4. **Lemmatization**: Reducing words to their base form (linguistic).

In [None]:
import nltk
import spacy
from nltk.corpus import stopwords
from nltk.tokenize import word_tokenize, sent_tokenize
from nltk.stem import PorterStemmer, WordNetLemmatizer

# Download necessary NLTK data
nltk.download('punkt')
nltk.download('stopwords')
nltk.download('wordnet')
nltk.download('omw-1.4')

# Load spaCy model
try:
    nlp = spacy.load("en_core_web_sm")
except OSError:
    print("Downloading spaCy model...")
    !python -m spacy download en_core_web_sm
    nlp = spacy.load("en_core_web_sm")

## 1. Tokenization
Splitting text into smaller units (tokens).

In [None]:
text = "Natural Language Processing is fascinating. It enables computers to understand human language!"

# Sentence Tokenization
sentences = sent_tokenize(text)
print("Sentences:", sentences)

# Word Tokenization
words = word_tokenize(text)
print("\nWords:", words)

## 2. Stopword Removal
Removing common words like 'is', 'the', 'to'.

In [None]:
stop_words = set(stopwords.words('english'))

filtered_words = [word for word in words if word.lower() not in stop_words]

print("Original:", words)
print("Filtered:", filtered_words)

## 3. Stemming
Chopping off suffixes (e.g., 'running' -> 'run'). Fast but crude.

In [None]:
stemmer = PorterStemmer()

words_to_stem = ["running", "runs", "ran", "easily", "fairly"]
stemmed_words = [stemmer.stem(word) for word in words_to_stem]
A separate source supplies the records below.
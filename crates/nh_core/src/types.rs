use serde::{Deserialize, Serialize};
use std::fmt;
use std::str::FromStr;

/// Canonical, fully defaulted news item as served to the client.
#[derive(Debug, Clone, PartialEq, Eq, Serialize, Deserialize)]
#[serde(rename_all = "camelCase")]
pub struct Article {
    pub title: String,
    pub description: String,
    pub content: String,
    pub source: ArticleSource,
    pub author: Option<String>,
    pub url: String,
    pub url_to_image: String,
    pub published_at: String,
    pub category: String,
}

#[derive(Debug, Clone, PartialEq, Eq, Serialize, Deserialize)]
pub struct ArticleSource {
    pub name: String,
}

impl ArticleSource {
    pub fn new(name: impl Into<String>) -> Self {
        Self { name: name.into() }
    }
}

/// Markdown produced by the structuring pass. Passed through as-is.
#[derive(Debug, Clone, PartialEq, Eq, Serialize, Deserialize)]
#[serde(transparent)]
pub struct StructuredContent(pub String);

impl StructuredContent {
    pub fn as_str(&self) -> &str {
        &self.0
    }

    pub fn into_inner(self) -> String {
        self.0
    }
}

/// Successful upstream reply, before normalization.
#[derive(Debug, Clone, PartialEq, Eq)]
pub struct RawResponse {
    pub status: u16,
    pub body: String,
}

impl RawResponse {
    pub fn ok(body: impl Into<String>) -> Self {
        Self { status: 200, body: body.into() }
    }
}

#[derive(Debug, Clone, Copy, PartialEq, Eq, Hash, Serialize, Deserialize)]
#[serde(rename_all = "kebab-case")]
pub enum ProviderKind {
    AiGateway,
    SearchApi,
}

impl ProviderKind {
    pub fn as_str(&self) -> &'static str {
        match self {
            ProviderKind::AiGateway => "ai-gateway",
            ProviderKind::SearchApi => "search-api",
        }
    }

    /// Source name used when an upstream record carries none.
    pub fn default_source_name(&self) -> &'static str {
        match self {
            ProviderKind::AiGateway => "India News",
            ProviderKind::SearchApi => "News Source",
        }
    }
}

impl fmt::Display for ProviderKind {
    fn fmt(&self, f: &mut fmt::Formatter<'_>) -> fmt::Result {
        f.write_str(self.as_str())
    }
}

impl FromStr for ProviderKind {
    type Err = String;

    fn from_str(s: &str) -> std::result::Result<Self, Self::Err> {
        match s.trim().to_lowercase().as_str() {
            "ai" | "ai-gateway" | "gateway" => Ok(ProviderKind::AiGateway),
            "search" | "search-api" | "serpapi" => Ok(ProviderKind::SearchApi),
            other => Err(format!("Unknown provider: {} (expected ai or search)", other)),
        }
    }
}

#[cfg(test)]
mod tests {
    use super::*;

    #[test]
    fn test_article_serializes_camel_case() {
        let article = Article {
            title: "Title".to_string(),
            description: "Description".to_string(),
            content: "Content".to_string(),
            source: ArticleSource::new("NDTV"),
            author: None,
            url: "#".to_string(),
            url_to_image: "https://example.com/a.jpg".to_string(),
            published_at: "2025-10-05T10:30:00Z".to_string(),
            category: "general".to_string(),
        };

        let json = serde_json::to_value(&article).unwrap();
        assert_eq!(json["urlToImage"], "https://example.com/a.jpg");
        assert_eq!(json["publishedAt"], "2025-10-05T10:30:00Z");
        assert_eq!(json["source"]["name"], "NDTV");
        assert!(json["author"].is_null());
    }

    #[test]
    fn test_provider_kind_from_str() {
        assert_eq!("ai".parse::<ProviderKind>().unwrap(), ProviderKind::AiGateway);
        assert_eq!("Search".parse::<ProviderKind>().unwrap(), ProviderKind::SearchApi);
        assert_eq!("search-api".parse::<ProviderKind>().unwrap(), ProviderKind::SearchApi);
        assert!("rss".parse::<ProviderKind>().is_err());
    }

    #[test]
    fn test_structured_content_is_transparent() {
        let content = StructuredContent("## Summary".to_string());
        assert_eq!(serde_json::to_string(&content).unwrap(), "\"## Summary\"");
    }
}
for original, stemmed in zip(words_to_stem, stemmed_words):
    print(f"{original} -> {stemmed}")

## 4. Lemmatization
Using vocabulary and morphological analysis to return the base form (lemma).

In [None]:
lemmatizer = WordNetLemmatizer()

print("NLTK Lemmatization:")
print(f"better -> {lemmatizer.lemmatize('better', pos='a')} (adjective)")
print(f"running -> {lemmatizer.lemmatize('running', pos='v')} (verb)")

print("\nspaCy Lemmatization (Context-aware):")
doc = nlp("The striped bats are hanging on their feet for best results.")
for token in doc:
    print(f"{token.text} -> {token.lemma_}")